Human commensals producing a novel antibiotic impair pathogen colonization

The nasal commensal bacterium Staphylococcus lugdunensis produces a novel cyclic peptide antibiotic, lugdunin, that inhibits colonization by S. aureus in animal models and is associated with a significantly reduced S. aureus carriage rate in humans, suggesting that human commensal bacteria could be a valuable resource for the discovery of new antibiotics. The vast majority of systemic bacterial infections are caused by facultative, often antibiotic-resistant, pathogens colonizing human body surfaces. Nasal carriage of Staphylococcus aureus predisposes to invasive infection, but the mechanisms that permit or interfere with pathogen colonization are largely unknown. Whereas soil microbes are known to compete by production of antibiotics, such processes have rarely been reported for human microbiota. We show that nasal Staphylococcus lugdunensis strains produce lugdunin, a novel thiazolidine-containing cyclic peptide antibiotic that prohibits colonization by S. aureus, and a rare example of a non-ribosomally synthesized bioactive compound from human-associated bacteria. Lugdunin is bactericidal against major pathogens, effective in animal models, and not prone to causing development of resistance in S. aureus. Notably, human nasal colonization by S. lugdunensis was associated with a significantly reduced S. aureus carriage rate, suggesting that lugdunin or lugdunin-producing commensal bacteria could be valuable for preventing staphylococcal infections. Moreover, human microbiota should be considered as a source for new antibiotics.
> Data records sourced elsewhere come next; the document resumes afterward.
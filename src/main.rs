use anyhow::{Context, Result};
use clap::{CommandFactory, Parser};
use echoping::packet::icmpv4::{DEFAULT_IDENTIFIER, DEFAULT_SEQUENCE};
use echoping::ping::{Pinger, PingerConfig, ResolveStrategy, Scheduler};
use echoping::signal::cancel_on_signal;
use echoping::socket::RawIcmpTransport;
use std::time::Duration;
use tokio::sync::mpsc;
use tracing::info;
use tracing_subscriber::EnvFilter;

/// Send ICMP echo requests to one or more hosts until interrupted
#[derive(Parser, Debug)]
#[command(name = "echoping")]
#[command(version, about, long_about = None)]
struct Args {
    /// Hosts to ping (hostname or IPv4 address)
    hosts: Vec<String>,

    /// Time between probes to each host
    #[arg(short = 'i', long = "interval", default_value = "1s", value_parser = parse_positive_duration)]
    interval: Duration,

    /// How long to wait for each reply
    #[arg(short = 'W', long = "timeout", default_value = "2s", value_parser = parse_positive_duration)]
    timeout: Duration,

    /// Resolve each host once and reuse the address
    #[arg(long = "resolve-once")]
    resolve_once: bool,

    /// ICMP identifier (decimal or 0x-prefixed hex)
    #[arg(long = "identifier", default_value_t = DEFAULT_IDENTIFIER, value_parser = parse_u16)]
    identifier: u16,

    /// ICMP sequence number
    #[arg(long = "sequence", default_value_t = DEFAULT_SEQUENCE, value_parser = parse_u16)]
    sequence: u16,

    /// Echo payload
    #[arg(long = "payload", default_value = "HELLO-PING")]
    payload: String,

    /// Log probe steps to stderr
    #[arg(short = 'v', long = "verbose")]
    verbose: bool,
}

impl Args {
    fn pinger_config(&self) -> PingerConfig {
        let mut config = PingerConfig::default();
        config.set_interval(self.interval);
        config.set_deadline(self.timeout);
        config.set_identifier(self.identifier);
        config.set_sequence(self.sequence);
        config.set_payload(self.payload.as_bytes());
        if self.resolve_once {
            config.set_resolve(ResolveStrategy::Once);
        }
        config
    }
}

fn parse_positive_duration(s: &str) -> Result<Duration, String> {
    let duration = humantime::parse_duration(s).map_err(|e| e.to_string())?;
    if duration.is_zero() {
        return Err("must be greater than zero".to_string());
    }
    Ok(duration)
}

fn parse_u16(s: &str) -> Result<u16, String> {
    let parsed = match s.strip_prefix("0x").or_else(|| s.strip_prefix("0X")) {
        Some(hex) => u16::from_str_radix(hex, 16),
        None => s.parse::<u16>(),
    };
    parsed.map_err(|e| e.to_string())
}

#[tokio::main]
async fn main() -> Result<()> {
    let args = Args::parse();

    if args.hosts.is_empty() {
        println!("echoping: missing host operand");
        println!("{}", Args::command().render_usage());
        std::process::exit(1);
    }

    let default_level = if args.verbose { "debug" } else { "warn" };
    tracing_subscriber::fmt()
        .with_writer(std::io::stderr)
        .with_env_filter(
            EnvFilter::try_from_default_env().unwrap_or_else(|_| EnvFilter::new(default_level)),
        )
        .init();

    let cancel = cancel_on_signal().context("Failed to install signal handlers")?;
    let pinger = Pinger::new(RawIcmpTransport, args.pinger_config());
    info!(hosts = ?args.hosts, interval = ?args.interval, "Starting probes");

    let (report_tx, mut report_rx) = mpsc::unbounded_channel();
    let printer = tokio::spawn(async move {
        while let Some(report) = report_rx.recv().await {
            println!("{}", report);
        }
    });

    Scheduler::new(pinger, cancel)
        .run(args.hosts, report_tx)
        .await;
    printer.await.context("Report printer failed")?;

    println!("shutting down");
    std::process::exit(1);
}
The majority of systemic bacterial infections are caused by endogenous pathogens from human microbiota, and the opportunistic pathogen Staphylococcus aureus, commonly found in the external opening of the nostrils, is one of the most clinically important because of the prevalence of multi-drug resistant strains. The mechanisms that permit or interfere with pathogen colonization have remained unclear. This study shows that S. lugdunensis, a commensal bacterium that shares the nasal niche with S. aureus and is associated with a reduced S. aureus carriage rate in humans, produces a novel cyclic peptide antibiotic (lugdunin) that inhibits colonization by S. aureus in animal models. Lugdunin is bactericidal against major pathogens and not prone to causing development of resistance in S. aureus, suggesting that lugdunin or lugdunin-producing commensals could be valuable for preventing staphylococcal infections.